## Exercise aim
Please repeat only the stretch of records running from the first line through the line that contains "durations return immediately.".

(Items from a data source)
..........
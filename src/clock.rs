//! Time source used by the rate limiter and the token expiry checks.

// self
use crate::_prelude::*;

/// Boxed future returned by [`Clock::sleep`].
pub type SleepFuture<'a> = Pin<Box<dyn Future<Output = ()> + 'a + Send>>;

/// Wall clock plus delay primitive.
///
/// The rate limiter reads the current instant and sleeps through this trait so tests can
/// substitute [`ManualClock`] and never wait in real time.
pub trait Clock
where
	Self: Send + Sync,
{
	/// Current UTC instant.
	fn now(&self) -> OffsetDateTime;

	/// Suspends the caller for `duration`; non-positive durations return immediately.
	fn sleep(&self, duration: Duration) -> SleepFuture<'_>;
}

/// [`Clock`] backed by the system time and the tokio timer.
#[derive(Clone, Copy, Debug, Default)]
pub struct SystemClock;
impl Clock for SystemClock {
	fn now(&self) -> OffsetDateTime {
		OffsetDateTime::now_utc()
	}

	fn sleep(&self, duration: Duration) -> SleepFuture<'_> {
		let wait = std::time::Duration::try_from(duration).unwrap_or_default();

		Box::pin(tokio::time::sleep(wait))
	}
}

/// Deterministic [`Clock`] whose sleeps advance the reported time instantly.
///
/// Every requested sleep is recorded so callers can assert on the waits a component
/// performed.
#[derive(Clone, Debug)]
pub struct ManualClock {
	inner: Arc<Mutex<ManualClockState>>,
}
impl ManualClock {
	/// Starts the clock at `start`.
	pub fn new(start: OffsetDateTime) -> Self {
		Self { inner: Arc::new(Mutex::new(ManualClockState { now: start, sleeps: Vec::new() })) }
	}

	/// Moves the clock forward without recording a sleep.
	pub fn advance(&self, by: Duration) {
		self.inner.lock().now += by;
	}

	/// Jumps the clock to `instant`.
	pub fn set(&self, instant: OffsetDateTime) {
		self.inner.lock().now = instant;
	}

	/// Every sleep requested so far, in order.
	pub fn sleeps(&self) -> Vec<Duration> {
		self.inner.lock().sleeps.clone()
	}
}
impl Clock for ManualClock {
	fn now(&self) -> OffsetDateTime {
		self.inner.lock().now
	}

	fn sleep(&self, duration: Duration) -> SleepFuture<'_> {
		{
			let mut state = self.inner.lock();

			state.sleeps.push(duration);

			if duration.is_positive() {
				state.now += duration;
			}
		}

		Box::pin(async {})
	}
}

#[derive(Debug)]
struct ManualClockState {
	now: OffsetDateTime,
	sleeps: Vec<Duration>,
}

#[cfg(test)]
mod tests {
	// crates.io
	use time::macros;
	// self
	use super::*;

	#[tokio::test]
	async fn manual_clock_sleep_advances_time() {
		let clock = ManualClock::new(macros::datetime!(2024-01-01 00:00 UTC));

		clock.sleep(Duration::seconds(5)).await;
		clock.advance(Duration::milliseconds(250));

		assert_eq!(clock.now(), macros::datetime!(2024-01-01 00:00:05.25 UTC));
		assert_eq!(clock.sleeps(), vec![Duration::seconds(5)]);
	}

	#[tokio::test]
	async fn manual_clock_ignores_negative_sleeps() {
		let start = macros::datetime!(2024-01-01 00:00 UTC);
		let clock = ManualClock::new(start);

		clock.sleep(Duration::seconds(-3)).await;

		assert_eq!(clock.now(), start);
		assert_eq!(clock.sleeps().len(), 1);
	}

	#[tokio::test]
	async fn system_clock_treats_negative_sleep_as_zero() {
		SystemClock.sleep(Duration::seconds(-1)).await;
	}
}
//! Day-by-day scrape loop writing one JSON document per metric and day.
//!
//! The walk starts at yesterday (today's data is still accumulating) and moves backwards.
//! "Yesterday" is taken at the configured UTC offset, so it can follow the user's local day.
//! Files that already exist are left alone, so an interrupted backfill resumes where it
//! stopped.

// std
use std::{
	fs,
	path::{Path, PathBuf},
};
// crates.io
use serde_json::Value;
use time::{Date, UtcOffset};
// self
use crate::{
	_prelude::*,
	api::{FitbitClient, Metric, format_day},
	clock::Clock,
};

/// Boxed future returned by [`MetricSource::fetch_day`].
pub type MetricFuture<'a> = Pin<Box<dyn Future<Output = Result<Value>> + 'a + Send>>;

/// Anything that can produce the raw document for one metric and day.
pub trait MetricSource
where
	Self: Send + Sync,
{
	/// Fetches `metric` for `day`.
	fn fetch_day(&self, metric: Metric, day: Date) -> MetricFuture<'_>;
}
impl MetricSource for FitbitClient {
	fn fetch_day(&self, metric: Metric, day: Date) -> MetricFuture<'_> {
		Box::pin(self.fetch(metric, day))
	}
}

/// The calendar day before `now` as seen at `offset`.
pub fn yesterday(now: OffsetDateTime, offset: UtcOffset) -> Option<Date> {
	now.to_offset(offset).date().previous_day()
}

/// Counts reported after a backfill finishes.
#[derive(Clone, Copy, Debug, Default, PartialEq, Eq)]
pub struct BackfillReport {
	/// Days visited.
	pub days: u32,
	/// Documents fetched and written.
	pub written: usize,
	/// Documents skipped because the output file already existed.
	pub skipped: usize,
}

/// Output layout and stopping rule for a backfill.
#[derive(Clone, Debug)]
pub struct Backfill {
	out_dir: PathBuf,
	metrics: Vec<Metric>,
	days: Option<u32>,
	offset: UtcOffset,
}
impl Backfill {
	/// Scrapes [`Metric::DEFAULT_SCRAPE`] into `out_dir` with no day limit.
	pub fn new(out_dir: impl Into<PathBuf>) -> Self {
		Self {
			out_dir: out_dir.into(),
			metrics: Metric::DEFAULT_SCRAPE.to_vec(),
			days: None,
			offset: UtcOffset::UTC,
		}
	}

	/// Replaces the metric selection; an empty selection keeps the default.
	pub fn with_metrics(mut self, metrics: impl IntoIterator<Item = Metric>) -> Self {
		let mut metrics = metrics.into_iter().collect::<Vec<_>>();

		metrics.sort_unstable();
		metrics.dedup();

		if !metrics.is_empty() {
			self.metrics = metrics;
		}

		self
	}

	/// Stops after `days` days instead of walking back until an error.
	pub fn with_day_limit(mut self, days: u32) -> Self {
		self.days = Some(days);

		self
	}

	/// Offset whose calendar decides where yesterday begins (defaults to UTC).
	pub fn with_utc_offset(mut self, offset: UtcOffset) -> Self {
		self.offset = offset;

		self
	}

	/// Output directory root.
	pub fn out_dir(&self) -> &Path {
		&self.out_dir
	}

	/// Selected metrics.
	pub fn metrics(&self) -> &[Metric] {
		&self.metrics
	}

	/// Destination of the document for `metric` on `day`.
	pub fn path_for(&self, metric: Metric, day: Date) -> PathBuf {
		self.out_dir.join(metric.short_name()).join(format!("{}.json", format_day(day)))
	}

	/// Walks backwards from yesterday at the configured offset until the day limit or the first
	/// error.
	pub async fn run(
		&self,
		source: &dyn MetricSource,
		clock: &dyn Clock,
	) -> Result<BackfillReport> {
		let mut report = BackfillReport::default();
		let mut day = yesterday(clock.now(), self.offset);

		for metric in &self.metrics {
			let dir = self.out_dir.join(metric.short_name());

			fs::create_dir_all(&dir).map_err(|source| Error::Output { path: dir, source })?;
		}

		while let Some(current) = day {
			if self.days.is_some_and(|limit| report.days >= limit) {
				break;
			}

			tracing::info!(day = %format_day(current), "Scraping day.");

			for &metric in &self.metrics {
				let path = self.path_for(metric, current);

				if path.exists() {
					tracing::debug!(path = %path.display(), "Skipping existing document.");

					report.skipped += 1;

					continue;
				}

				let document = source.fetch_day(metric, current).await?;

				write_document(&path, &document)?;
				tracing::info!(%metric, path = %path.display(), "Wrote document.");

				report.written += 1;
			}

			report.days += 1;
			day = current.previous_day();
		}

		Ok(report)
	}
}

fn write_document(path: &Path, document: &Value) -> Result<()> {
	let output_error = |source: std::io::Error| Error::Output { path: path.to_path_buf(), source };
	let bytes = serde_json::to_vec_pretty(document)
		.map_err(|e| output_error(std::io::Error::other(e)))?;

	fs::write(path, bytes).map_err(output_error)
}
..........
## Task solution
filename src/clock.rs
//! Time source used by the rate limiter and the token expiry checks.

// self
use crate::_prelude::*;

/// Boxed future returned by [`Clock::sleep`].
pub type SleepFuture<'a> = Pin<Box<dyn Future<Output = ()> + 'a + Send>>;

/// Wall clock plus delay primitive.
///
/// The rate limiter reads the current instant and sleeps through this trait so tests can
/// substitute [`ManualClock`] and never wait in real time.
pub trait Clock
where
	Self: Send + Sync,
{
	/// Current UTC instant.
	fn now(&self) -> OffsetDateTime;

	/// Suspends the caller for `duration`; non-positive durations return immediately.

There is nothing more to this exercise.